(Saved entries)
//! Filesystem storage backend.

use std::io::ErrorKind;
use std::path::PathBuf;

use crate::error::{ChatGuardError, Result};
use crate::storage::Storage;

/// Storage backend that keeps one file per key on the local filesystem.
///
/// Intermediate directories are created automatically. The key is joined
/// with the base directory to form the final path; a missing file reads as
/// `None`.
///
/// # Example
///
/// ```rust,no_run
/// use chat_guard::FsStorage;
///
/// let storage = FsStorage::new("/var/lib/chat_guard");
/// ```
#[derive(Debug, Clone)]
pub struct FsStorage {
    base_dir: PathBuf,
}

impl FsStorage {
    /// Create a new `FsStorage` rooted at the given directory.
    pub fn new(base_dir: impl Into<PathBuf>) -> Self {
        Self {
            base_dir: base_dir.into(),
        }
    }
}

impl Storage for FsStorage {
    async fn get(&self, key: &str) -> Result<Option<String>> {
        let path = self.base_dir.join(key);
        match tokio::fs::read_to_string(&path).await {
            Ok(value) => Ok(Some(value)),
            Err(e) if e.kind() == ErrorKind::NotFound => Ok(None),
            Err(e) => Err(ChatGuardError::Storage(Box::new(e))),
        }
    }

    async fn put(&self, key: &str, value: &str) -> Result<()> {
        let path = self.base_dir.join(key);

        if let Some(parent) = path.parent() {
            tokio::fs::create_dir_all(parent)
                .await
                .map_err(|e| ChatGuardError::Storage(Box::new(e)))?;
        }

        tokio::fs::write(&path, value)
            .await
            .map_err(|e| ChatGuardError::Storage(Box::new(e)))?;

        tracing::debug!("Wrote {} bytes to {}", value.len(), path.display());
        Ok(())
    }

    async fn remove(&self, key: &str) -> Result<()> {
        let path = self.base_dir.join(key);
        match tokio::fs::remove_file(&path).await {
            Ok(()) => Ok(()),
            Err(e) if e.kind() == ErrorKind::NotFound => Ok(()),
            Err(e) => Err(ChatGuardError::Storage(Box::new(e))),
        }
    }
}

## Task statement
Nothing in the data may differ; print all of it exactly as written.

## Output of the task
//! Filesystem storage backend.

use std::io::ErrorKind;
use std::path::PathBuf;

use crate::error::{ChatGuardError, Result};
use crate::storage::Storage;

/// Storage backend that keeps one file per key on the local filesystem.
///
/// Intermediate directories are created automatically. The key is joined
/// with the base directory to form the final path; a missing file reads as
/// `None`.
///
/// # Example
///
/// ```rust,no_run
/// use chat_guard::FsStorage;
///
/// let storage = FsStorage::new("/var/lib/chat_guard");
/// ```
#[derive(Debug, Clone)]
pub struct FsStorage {
    base_dir: PathBuf,
}

impl FsStorage {
    /// Create a new `FsStorage` rooted at the given directory.
    pub fn new(base_dir: impl Into<PathBuf>) -> Self {
        Self {
            base_dir: base_dir.into(),
        }
    }
}

impl Storage for FsStorage {
    async fn get(&self, key: &str) -> Result<Option<String>> {
        let path = self.base_dir.join(key);
        match tokio::fs::read_to_string(&path).await {
            Ok(value) => Ok(Some(value)),
            Err(e) if e.kind() == ErrorKind::NotFound => Ok(None),
            Err(e) => Err(ChatGuardError::Storage(Box::new(e))),
        }
    }

    async fn put(&self, key: &str, value: &str) -> Result<()> {
        let path = self.base_dir.join(key);

        if let Some(parent) = path.parent() {
            tokio::fs::create_dir_all(parent)
                .await
                .map_err(|e| ChatGuardError::Storage(Box::new(e)))?;
        }

        tokio::fs::write(&path, value)
            .await
            .map_err(|e| ChatGuardError::Storage(Box::new(e)))?;

        tracing::debug!("Wrote {} bytes to {}", value.len(), path.display());
        Ok(())
    }

    async fn remove(&self, key: &str) -> Result<()> {
        let path = self.base_dir.join(key);
        match tokio::fs::remove_file(&path).await {
            Ok(()) => Ok(()),
            Err(e) if e.kind() == ErrorKind::NotFound => Ok(()),
            Err(e) => Err(ChatGuardError::Storage(Box::new(e))),
        }
    }
}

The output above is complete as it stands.